### WORK ITEM
Note each line of the entries that includes "Normal". Then copy those lines.

DATA UNDER STUDY Start Marker

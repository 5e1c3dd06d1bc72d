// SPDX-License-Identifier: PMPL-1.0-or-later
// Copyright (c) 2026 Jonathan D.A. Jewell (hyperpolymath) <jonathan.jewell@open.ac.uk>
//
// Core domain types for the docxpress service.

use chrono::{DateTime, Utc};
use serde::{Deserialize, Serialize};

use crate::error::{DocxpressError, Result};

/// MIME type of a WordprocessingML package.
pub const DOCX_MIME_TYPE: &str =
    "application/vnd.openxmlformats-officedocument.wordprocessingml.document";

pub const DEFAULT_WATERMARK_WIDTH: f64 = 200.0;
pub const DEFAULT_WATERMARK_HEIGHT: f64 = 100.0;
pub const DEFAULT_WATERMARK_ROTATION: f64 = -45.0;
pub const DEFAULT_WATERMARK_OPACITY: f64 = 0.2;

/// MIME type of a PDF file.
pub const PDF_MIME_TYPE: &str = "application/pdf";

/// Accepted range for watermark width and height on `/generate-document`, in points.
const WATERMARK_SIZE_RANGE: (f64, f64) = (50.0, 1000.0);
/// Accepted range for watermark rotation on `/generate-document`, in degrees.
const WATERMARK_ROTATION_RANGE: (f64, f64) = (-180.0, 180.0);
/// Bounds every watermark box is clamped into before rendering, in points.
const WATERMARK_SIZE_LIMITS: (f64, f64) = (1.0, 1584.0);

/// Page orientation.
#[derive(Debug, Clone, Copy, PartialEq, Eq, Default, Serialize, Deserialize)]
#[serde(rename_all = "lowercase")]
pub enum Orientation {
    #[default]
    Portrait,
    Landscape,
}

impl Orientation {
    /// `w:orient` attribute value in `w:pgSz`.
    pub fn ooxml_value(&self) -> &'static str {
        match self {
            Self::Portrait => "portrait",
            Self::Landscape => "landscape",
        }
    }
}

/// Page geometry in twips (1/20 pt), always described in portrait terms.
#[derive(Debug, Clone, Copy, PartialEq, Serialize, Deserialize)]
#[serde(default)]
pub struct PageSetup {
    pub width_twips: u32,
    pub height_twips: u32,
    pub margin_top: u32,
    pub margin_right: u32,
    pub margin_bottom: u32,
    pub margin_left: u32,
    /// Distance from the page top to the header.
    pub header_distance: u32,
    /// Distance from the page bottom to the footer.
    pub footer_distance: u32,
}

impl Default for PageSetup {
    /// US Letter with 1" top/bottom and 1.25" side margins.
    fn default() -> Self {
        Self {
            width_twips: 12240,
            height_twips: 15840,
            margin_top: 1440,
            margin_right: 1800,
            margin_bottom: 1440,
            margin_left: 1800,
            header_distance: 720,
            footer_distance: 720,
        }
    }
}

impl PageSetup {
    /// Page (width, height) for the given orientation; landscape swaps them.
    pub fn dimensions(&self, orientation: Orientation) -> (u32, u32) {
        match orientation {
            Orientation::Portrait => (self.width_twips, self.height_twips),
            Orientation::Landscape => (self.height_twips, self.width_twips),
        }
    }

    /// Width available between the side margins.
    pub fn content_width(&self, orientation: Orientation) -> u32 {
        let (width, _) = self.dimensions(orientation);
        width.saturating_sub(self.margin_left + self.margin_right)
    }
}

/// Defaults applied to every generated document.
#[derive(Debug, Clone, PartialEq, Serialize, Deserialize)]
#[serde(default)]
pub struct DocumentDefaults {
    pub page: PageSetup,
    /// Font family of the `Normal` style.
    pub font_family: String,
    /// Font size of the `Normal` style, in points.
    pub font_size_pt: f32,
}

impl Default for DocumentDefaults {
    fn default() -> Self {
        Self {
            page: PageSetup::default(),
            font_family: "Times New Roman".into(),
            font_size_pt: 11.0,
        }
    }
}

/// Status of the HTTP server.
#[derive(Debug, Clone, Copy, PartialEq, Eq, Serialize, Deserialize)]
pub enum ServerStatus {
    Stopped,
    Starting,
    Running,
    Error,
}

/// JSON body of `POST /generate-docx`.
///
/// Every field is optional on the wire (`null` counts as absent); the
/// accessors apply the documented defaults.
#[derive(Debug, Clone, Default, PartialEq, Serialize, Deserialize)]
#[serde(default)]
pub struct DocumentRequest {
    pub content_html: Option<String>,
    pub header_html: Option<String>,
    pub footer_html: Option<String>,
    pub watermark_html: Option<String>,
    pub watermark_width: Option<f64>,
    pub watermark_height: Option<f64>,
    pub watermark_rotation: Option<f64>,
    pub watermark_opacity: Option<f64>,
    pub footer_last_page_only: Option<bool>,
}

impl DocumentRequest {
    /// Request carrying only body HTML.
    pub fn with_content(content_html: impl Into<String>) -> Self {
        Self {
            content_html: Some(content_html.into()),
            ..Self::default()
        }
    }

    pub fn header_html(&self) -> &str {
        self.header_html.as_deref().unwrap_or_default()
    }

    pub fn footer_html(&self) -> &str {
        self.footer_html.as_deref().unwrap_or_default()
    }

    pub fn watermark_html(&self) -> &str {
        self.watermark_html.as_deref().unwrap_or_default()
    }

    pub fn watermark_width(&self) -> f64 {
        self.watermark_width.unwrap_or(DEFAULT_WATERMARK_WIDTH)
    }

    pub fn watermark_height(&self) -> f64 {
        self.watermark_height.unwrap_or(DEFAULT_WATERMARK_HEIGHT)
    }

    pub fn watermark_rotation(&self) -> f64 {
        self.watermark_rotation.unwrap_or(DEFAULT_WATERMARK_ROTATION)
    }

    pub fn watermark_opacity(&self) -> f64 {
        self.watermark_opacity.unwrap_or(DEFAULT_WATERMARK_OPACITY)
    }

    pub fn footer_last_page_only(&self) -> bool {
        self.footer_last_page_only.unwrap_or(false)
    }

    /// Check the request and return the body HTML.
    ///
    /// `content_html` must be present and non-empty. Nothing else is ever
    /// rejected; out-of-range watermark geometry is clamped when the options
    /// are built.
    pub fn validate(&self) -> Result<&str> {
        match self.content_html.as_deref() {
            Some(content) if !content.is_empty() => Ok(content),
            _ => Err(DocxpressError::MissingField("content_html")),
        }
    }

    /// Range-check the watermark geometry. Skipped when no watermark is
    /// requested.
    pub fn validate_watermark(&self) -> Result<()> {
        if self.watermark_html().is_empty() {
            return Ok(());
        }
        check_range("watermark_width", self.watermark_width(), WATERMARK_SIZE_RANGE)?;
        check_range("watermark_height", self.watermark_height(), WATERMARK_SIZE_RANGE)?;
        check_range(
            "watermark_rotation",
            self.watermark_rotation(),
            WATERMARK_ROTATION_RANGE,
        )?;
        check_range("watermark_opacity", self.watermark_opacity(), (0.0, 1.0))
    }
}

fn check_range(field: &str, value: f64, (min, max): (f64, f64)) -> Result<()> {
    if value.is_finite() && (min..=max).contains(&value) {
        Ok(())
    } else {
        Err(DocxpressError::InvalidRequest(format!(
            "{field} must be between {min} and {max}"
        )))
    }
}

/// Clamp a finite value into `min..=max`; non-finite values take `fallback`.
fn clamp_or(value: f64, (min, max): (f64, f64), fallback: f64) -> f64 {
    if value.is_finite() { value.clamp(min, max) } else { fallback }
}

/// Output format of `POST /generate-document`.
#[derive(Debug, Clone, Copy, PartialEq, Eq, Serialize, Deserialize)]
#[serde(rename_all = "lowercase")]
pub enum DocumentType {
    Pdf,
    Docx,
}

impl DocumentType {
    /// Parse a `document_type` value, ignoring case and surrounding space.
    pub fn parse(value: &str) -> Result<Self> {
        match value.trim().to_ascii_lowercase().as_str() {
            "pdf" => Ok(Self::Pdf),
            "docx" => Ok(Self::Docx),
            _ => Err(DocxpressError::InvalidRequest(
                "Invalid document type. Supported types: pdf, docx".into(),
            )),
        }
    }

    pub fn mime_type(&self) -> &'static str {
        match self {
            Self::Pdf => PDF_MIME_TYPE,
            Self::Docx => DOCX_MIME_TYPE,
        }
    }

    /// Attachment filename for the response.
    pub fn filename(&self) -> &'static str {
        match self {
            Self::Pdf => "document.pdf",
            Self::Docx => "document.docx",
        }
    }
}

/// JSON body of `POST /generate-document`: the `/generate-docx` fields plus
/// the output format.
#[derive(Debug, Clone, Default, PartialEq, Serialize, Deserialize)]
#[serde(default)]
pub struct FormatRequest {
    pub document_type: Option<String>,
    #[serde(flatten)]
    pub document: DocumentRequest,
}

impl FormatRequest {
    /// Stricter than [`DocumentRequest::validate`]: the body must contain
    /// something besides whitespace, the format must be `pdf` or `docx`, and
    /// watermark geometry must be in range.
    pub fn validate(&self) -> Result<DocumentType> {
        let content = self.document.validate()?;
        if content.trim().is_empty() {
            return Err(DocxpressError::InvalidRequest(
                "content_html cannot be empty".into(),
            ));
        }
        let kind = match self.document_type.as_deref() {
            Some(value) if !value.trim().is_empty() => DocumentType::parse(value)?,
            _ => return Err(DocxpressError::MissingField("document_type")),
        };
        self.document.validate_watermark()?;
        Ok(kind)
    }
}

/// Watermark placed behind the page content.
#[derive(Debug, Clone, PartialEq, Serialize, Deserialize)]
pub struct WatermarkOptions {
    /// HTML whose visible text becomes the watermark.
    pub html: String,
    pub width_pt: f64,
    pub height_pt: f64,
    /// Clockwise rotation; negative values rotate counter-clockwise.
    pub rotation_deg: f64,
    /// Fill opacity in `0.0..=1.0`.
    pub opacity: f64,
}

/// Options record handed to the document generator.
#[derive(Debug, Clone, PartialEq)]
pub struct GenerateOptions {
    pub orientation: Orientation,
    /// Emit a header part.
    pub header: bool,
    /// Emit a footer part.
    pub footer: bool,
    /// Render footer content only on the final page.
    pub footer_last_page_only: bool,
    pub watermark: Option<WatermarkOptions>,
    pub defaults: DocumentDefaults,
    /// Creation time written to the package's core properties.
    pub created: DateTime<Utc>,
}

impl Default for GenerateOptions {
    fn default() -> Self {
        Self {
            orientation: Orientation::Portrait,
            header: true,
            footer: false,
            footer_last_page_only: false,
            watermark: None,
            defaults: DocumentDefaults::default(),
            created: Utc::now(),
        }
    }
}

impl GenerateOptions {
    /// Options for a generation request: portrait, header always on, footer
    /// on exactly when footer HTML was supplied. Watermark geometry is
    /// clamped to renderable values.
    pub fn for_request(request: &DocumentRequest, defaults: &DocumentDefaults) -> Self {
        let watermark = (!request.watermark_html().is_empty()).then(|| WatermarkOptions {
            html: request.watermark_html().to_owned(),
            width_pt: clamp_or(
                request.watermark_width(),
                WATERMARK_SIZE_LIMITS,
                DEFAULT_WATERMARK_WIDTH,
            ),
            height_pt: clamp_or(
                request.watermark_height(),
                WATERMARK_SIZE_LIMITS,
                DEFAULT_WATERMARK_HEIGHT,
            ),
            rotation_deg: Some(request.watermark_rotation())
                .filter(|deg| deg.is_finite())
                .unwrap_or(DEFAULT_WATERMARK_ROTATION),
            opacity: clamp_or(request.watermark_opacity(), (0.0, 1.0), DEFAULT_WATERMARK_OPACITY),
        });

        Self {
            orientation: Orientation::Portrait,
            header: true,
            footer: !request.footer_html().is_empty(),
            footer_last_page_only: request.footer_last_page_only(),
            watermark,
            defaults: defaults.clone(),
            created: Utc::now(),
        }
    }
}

DATA UNDER STUDY End Marker

### WORKED SOLUTION
    /// Font family of the `Normal` style.
    /// Font size of the `Normal` style, in points.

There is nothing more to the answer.